Genome wide profiling of dopaminergic neurons derived from human embryonic and induced pluripotent stem cells

Abstract

Recent advances in human embryonic stem cell (ESC) and induced pluripotent stem cell (iPSC) biology enable generation of dopaminergic neurons for potential therapy and drug screening. However, our current understanding of molecular and cellular signaling that controls human dopaminergic development and function is limited. Here, we report on a whole genome analysis of gene expression during dopaminergic differentiation of human ESC/iPSC using Illumina bead microarrays. We generated a transcriptome data set containing the expression levels of 28,688 unique transcripts by profiling five lines (three ESC and two iPSC lines) at four stages of differentiation: (1) undifferentiated ESC/iPSC, (2) neural stem cells, (3) dopaminergic precursors, and (4) dopaminergic neurons. This data set provides comprehensive information about genes expressed at each stage of differentiation. Our data indicate that distinct pathways are activated during neural and dopaminergic neuronal differentiation. For example, WNT, sonic hedgehog (SHH), and cAMP signaling pathways were found over-represented in dopaminergic populations by gene enrichment and pathway analysis, and their role was confirmed by perturbation analyses using RNAi (small interfering RNA of SHH and WNT) or small molecule [dibutyryl cyclic AMP (dcAMP)]. In summary, whole genome profiling of dopaminergic differentiation enables systematic analysis of genes/pathways, networks, and cellular/molecular processes that control cell fate decisions. Such analyses will serve as the foundation for better understanding of dopaminergic development, function, and development of future stem cell-based therapies.

FIG. 1.

Stage-specific dopaminergic differentiation protocol. (A) Schematic depiction of the differentiation protocol with the list of representative markers at the each stage. (B–E) Phase contrast (B) and immunocytochemistry images in pluripotent stem cells (PSCs) with antibodies against OCT4 (C), TRA1–60 (D), and SSEA4 (E). (F–I) Phase contrast (F) and immunocytochemistry images in neural stem cells (NSC) with antibodies against SOX1/Nestin (G), SOX2 (H), and PAX6 (I). (J–M) Phase contrast (J) and immunocytochemistry images in dopaminergic precursors (DA1) with antibodies against FOXA2/TH (K), LMX1A (L), and β-III-tubulin (M). (N–Q) Phase contrast (N) and immunocytochemistry images in mature dopaminergic population (DA2) for neuronal/dopaminergic markers β-III-tubulin/TH (O), astrocyte marker GFAP (P), and oligodendrocyte marker GALC (Q).
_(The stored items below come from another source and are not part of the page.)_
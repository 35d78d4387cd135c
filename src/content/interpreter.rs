//! Content stream interpreter.
//!
//! Executes parsed operators against a [`GraphicsStateStack`] and forwards
//! the results to a [`Device`]. Paths are built in user space and handed
//! over with the CTM at paint time. Resource problems (unknown fonts, bad
//! images, unsupported shadings) are logged and the operator is skipped;
//! only runaway form nesting aborts the run.

use std::collections::HashMap;
use std::sync::Arc;

use crate::content::device::{Device, Glyph, Path};
use crate::content::graphics_state::{ColorState, GraphicsState, GraphicsStateStack};
use crate::content::operators::{FillRule, Operator, TextElement};
use crate::content::parser::parse_content_stream;
use crate::decoders::{self, DecodeLimits};
use crate::error::{Error, Result};
use crate::geometry::{Matrix, Point, Rect};
use crate::object::{Dictionary, DictionaryExt, Object, ObjectRef, XObjectHandle};
use crate::page_tree::Page;
use crate::resources::{self, decode_image, ColorSpace, Font, FontRegistry, Gradient, ImageData};
use crate::store::ObjectStore;

/// A decoded external object kept for reuse within one run.
enum XObject {
    Image(Arc<ImageData>),
    Form {
        operators: Arc<Vec<Operator>>,
        matrix: Matrix,
        bbox: Option<Rect>,
        resources: Option<Dictionary>,
    },
}

/// Content stream virtual machine.
pub struct Interpreter<'a> {
    store: &'a mut ObjectStore,
    fonts: &'a FontRegistry,
    device: &'a mut dyn Device,
    states: GraphicsStateStack,
    resources: Dictionary,
    base_ctm: Matrix,
    path: Path,
    pending_clip: Option<FillRule>,
    text_matrix: Matrix,
    line_matrix: Matrix,
    font_cache: HashMap<ObjectRef, Arc<Font>>,
    xobjects: Vec<XObject>,
    handles: HashMap<ObjectRef, Object>,
    form_stack: Vec<ObjectRef>,
}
Blue—DNA. Scale bar as marked.

FIG. 2.

Quality control analysis of microarray data. (A) Histogram representation of percentage of genes with different expression intensities for four H9 samples—embryonic stem cell (ESC), NSC, DA1, and DA2. (B) Unsupervised hierarchical clustering of gene expression data for all 20 samples from five PSC lines at four differentiation stages. (C) Quantitative polymerase chain reaction (qPCR) validation of microarray data. GAPDH and TBP served as endogenous standards, and data were normalized against NSC sample. Note the use of logarithmic scale on the y-axis (ie, the x-axis crosses the y-axis at 1, which is also the relative gene expression in NSC).

FIG. 3.

The effect of repression of sonic hedgehog (SHH) and WNT1 signaling pathways on dopaminergic differentiation. (A–C) qPCR analysis of SMO (A), WNT1 (B), and TH (C) gene expression following SMO (A), WNT1 (B), SMO, or WNT1 small interfering RNA (siRNA) treatment. (D–G) Representative TH (green) and β-III-tubulin (red) immunocytochemistry images following SMO (D), WNT1 (E), scrambled siRNA treatment (F), or in nontransfected cells (G). Scale bar as marked. (H, I) Quantification of TH-positive cells following SMO siRNA (H) or WNT1 siRNA (I) treatment.

FIG. 4.

Dibutyryl cyclic AMP (dcAMP) promotes dopaminergic differentiation. (A–D) Representative TH (green) and β-III-tubulin (red) immunocytochemistry images in control (A, B) and 0.2 mM dcAMP-treated (C, D) cells; inserts—higher magnification. Scale bar as marked. (E) Quantification of TH-positive cells in control and dcAMP-treated samples. The asterisk denotes 0.01<P value <0.05.

FIG. 5.

The process of microarray data analysis. After mRNA isolation and data collection, we performed a set of quality control steps to ensure the quality of data. In the following steps differentially expressed genes were analyzed and such results were cross-referenced with literature to form hypotheses and validate obtained results.